Opinião

Zungueira moderna

Edna Cauxeiro

Polegar, indicador, médio, anelar e mindinho. São os nomes científicos dos dedos das mãos. A cronista, que enquanto estudante, muitas vezes não percebia a necessidade de estudar determinadas lições, agradeceu em silêncio, no seu íntimo, aos pais por a terem colocado na escola e à mão pesada da dona Josefa (Zé) pelo rigor com que educou e instruiu os filhos, sobretudo a segunda, primeira menina, que vos escreve.

17/04/2022  Última atualização 08H35
Em seguida, faz um zoom na mão direita da zungueira sentada ao seu lado. As unhas postiças, ligeiramente compridas e pintadas a preto chamam a sua atenção. Além da cor incomum que usou, a dona da mão perdeu unhas nos dedos médio e mindinho. Para algumas mulheres, era motivo suficiente para correr ao salão com o intuito de repor as unhas. Mas a zungueira tem mais com o que se preocupar. Na mesma mão em que lhe faltam duas unhas postiças está um telefone digital, no qual faz a seguinte operação matemática: 19×6.500. O resultado da conta parece agradá-la. Visivelmente animada, dirige-se à cronista e pede o telefone emprestado. Ambas partilham o assento num mini-autocarro com destino à Cidade do Kilamba.   
                 

"Mana, tem saldo? Pode me dar só uma chamada?”. A mana satisfaz-lhe o pedido.

"Alô, Má (diminutivo de mana) Bela? É a Zita. Já despachei todas as caixas, a seis mili, assim estou a vir alí para fazermos as contas. Estás em casa? Estou a vir, então”, desligou, devolvendo o telefone à cronista que percebeu o motivo da satisfação da zungueira.

Além do acréscimo que fez, de 500 Kz em cada caixa (não se sabe de quê), portanto 500 Kz×19 seria o seu lucro, ainda teria direito a uma percentagem da venda. Jovem inteligente, pensou a autora do texto. As suas qualidades não se resumem ao intelecto. É fisicamente pequena, mas vistosa. De igual modo, tem um rosto bonito e usa tranças de linha em bom estado. Só o cheiro a calor lhe diminui a boa impressão que causa, inicialmente, nas pessoas.

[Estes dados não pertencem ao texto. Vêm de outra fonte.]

//! Generative endpoints forwarded to Ollama.

use std::sync::Arc;

use axum::extract::rejection::JsonRejection;
use axum::extract::State;
use axum::routing::post;
use axum::{Json, Router};
use inference_gateway_common::{ChatRequest, ChatResponse, GenerateRequest, GenerateResponse};

use crate::error::Result;
use crate::lifecycle::Gateway;

pub fn router() -> Router<Arc<Gateway>> {
    Router::new()
        .route("/generate", post(generate))
        .route("/chat", post(chat))
}

/// The request's model if it names one, else the configured default.
fn effective_model<'a>(gateway: &'a Gateway, requested: Option<&'a str>) -> &'a str {
    requested
        .filter(|m| !m.trim().is_empty())
        .unwrap_or(gateway.config().ollama_model.as_str())
}

/// POST /ollama/generate
async fn generate(
    State(gateway): State<Arc<Gateway>>,
    payload: std::result::Result<Json<GenerateRequest>, JsonRejection>,
) -> Result<Json<GenerateResponse>> {
    let Json(request) = payload?;
    let client = gateway.ollama()?;
    let model = effective_model(&gateway, request.model.as_deref());

    tracing::debug!("Generate request for model: {}", model);

    let response = client
        .generate(model, &request.prompt, request.options.as_ref())
        .await?;
    Ok(Json(response))
}

/// POST /ollama/chat
async fn chat(
    State(gateway): State<Arc<Gateway>>,
    payload: std::result::Result<Json<ChatRequest>, JsonRejection>,
) -> Result<Json<ChatResponse>> {
    let Json(request) = payload?;
    let client = gateway.ollama()?;
    let model = effective_model(&gateway, request.model.as_deref());

    tracing::debug!(
        "Chat request for model: {} ({} messages)",
        model,
        request.messages.len()
    );

    let response = client
        .chat(model, &request.messages, request.options.as_ref())
        .await?;
    Ok(Json(response))
}
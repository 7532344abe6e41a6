//! Mapping of raw model output onto the public detection record.

use inference_gateway_common::Detection;

use super::detector::{Prediction, RawBox};

/// Class id reported when the model did not assign one.
const UNKNOWN_CLASS: i64 = -1;

/// Convert a prediction into detections, keeping emission order.
///
/// A class id missing from the model's name table is reported as its decimal
/// string rather than treated as an error.
pub fn normalize(prediction: Prediction) -> Vec<Detection> {
    let Prediction { boxes, names } = prediction;
    boxes
        .into_iter()
        .map(|raw| {
            let RawBox {
                class_id,
                score,
                xyxy,
            } = raw;
            let class_id = class_id.unwrap_or(UNKNOWN_CLASS);
            let label = names
                .get(&class_id)
                .cloned()
                .unwrap_or_else(|| class_id.to_string());
            Detection {
                label,
                confidence: unit_score(score),
                bbox: xyxy,
            }
        })
        .collect()
}

fn unit_score(score: Option<f32>) -> f32 {
    match score {
        Some(s) if s.is_finite() => s.clamp(0.0, 1.0),
        _ => 0.0,
    }
}

#[cfg(test)]
mod tests {
    use super::*;
    use std::collections::HashMap;

    fn raw(class_id: Option<i64>, score: Option<f32>) -> RawBox {
        RawBox {
            class_id,
            score,
            xyxy: [1.0, 2.0, 30.5, 40.25],
        }
    }

    #[test]
    fn test_labels_resolved_through_names() {
        let prediction = Prediction {
            boxes: vec![raw(Some(0), Some(0.9)), raw(Some(16), Some(0.5))],
            names: HashMap::from([(0, "person".to_string()), (16, "dog".to_string())]),
        };
        let detections = normalize(prediction);
        assert_eq!(detections.len(), 2);
        assert_eq!(detections[0].label, "person");
        assert_eq!(detections[1].label, "dog");
        assert_eq!(detections[1].bbox, [1.0, 2.0, 30.5, 40.25]);
    }

    #[test]
    fn test_unknown_class_falls_back_to_index() {
        let prediction = Prediction {
            boxes: vec![raw(Some(79), Some(0.4)), raw(None, Some(0.4))],
            names: HashMap::from([(0, "person".to_string())]),
        };
        let detections = normalize(prediction);
        assert_eq!(detections[0].label, "79");
        assert_eq!(detections[1].label, "-1");
    }

    #[test]
    fn test_scores_are_probabilities() {
        let prediction = Prediction {
            boxes: vec![
                raw(Some(0), None),
                raw(Some(0), Some(1.3)),
                raw(Some(0), Some(f32::NAN)),
                raw(Some(0), Some(0.25)),
            ],
            names: HashMap::new(),
        };
        let scores: Vec<f32> = normalize(prediction).iter().map(|d| d.confidence).collect();
        assert_eq!(scores, vec![0.0, 1.0, 0.0, 0.25]);
    }

    #[test]
    fn test_emission_order_preserved() {
        let prediction = Prediction {
            boxes: (0..5).map(|i| raw(Some(i), Some(0.1 * i as f32))).collect(),
            names: HashMap::new(),
        };
        let labels: Vec<String> = normalize(prediction).into_iter().map(|d| d.label).collect();
        assert_eq!(labels, ["0", "1", "2", "3", "4"]);
    }

    #[test]
    fn test_empty_prediction() {
        assert!(normalize(Prediction::default()).is_empty());
    }
}
//! Inference Gateway Common Types
//!
//! Wire types shared by the gateway server and its clients.

pub mod detection;
pub mod ollama;

pub use detection::{Detection, DetectionResponse};
pub use ollama::{
    ChatRequest, ChatResponse, ErrorResponse, GenerateRequest, GenerateResponse, Message, Options,
};
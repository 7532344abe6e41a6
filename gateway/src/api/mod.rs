//! HTTP API.

pub mod health;
pub mod ollama;
pub mod yolo;

use std::sync::Arc;

use axum::{middleware, Router};
use tower_http::cors::CorsLayer;
use tower_http::trace::TraceLayer;

use crate::lifecycle::Gateway;
use crate::logging;

/// Build the full application router.
pub fn router(gateway: Arc<Gateway>) -> Router {
    Router::new()
        .merge(health::router())
        .nest("/ollama", ollama::router())
        .nest("/yolo", yolo::router())
        .layer(middleware::from_fn(logging::request_logger))
        .layer(TraceLayer::new_for_http())
        .layer(CorsLayer::permissive())
        .with_state(gateway)
}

Mas a pessoa que a observava atentamente, naquele momento, preferiu não dar importância ao odor da passageira sentada ao seu lado. Nada que a abertura da janela do veículo, para que a brisa entrasse ao recinto do mesmo não resolvesse.      

Era tarde de sol ardente, que castigava quem andava à pé ou em automóvel sem ar condicionado.  Quem por isso já passou tem, certamente, alguma noção, ainda que errônea, do que que seria um resumo do inferno.              
       

Nenhum perfume francês ou desodorizante de qualidade superior sobrevive à exposição ao sol luandense.  
                  

Zita adormece. Está cansada, coitada. Pensou a passageira ao lado. A viagem segue. À medida que uns vão descendo, outros sobem. Zita acorda muitos minutos depois e percebe que a sua paragem ficara para trás.

"Eh, cobrador, me deixa no Onze. Eu tinha de ficar na paragem do Calemba II”. Levanta-se, agradece e despede-se da passageira que a deixou ligar para a Má Bela.

"Mana fica bem. Obrigada yá?!”. Ao mesmo tempo vira-se e pede que outra passageira se levante para que tire debaixo do assento o seu balde. Zita desce com o balde na mão.      
    

O seu lugar é ocupado por um jovem bem vestido, cujo aroma deixa evidente que não passou o dia debaixo do sol que perfumou Zita com um cheiro "pouco simpático”, apesar da sua aparência bem cuidada.     
                        

Ou seria a falta de higiene o problema da zungueira moderna, de unhas postiças? A cronista nunca vai saber a resposta.      
   

Mas Zita é exemplo da força e da coragem da mulher africana. Não importa se, por vezes, não cheire a flores. O seu esforço diário, na busca do pão de cada dia, a iliba desse pequeno "delito higiénico”. Pelo menos enquanto estiver no exercício das suas funções, debaixo do sol abrasador que enfeita os dias de quem teve o privilégio de ter nascido em país tropical como Angola.

Um bem haja a todas as Zitas do mundo.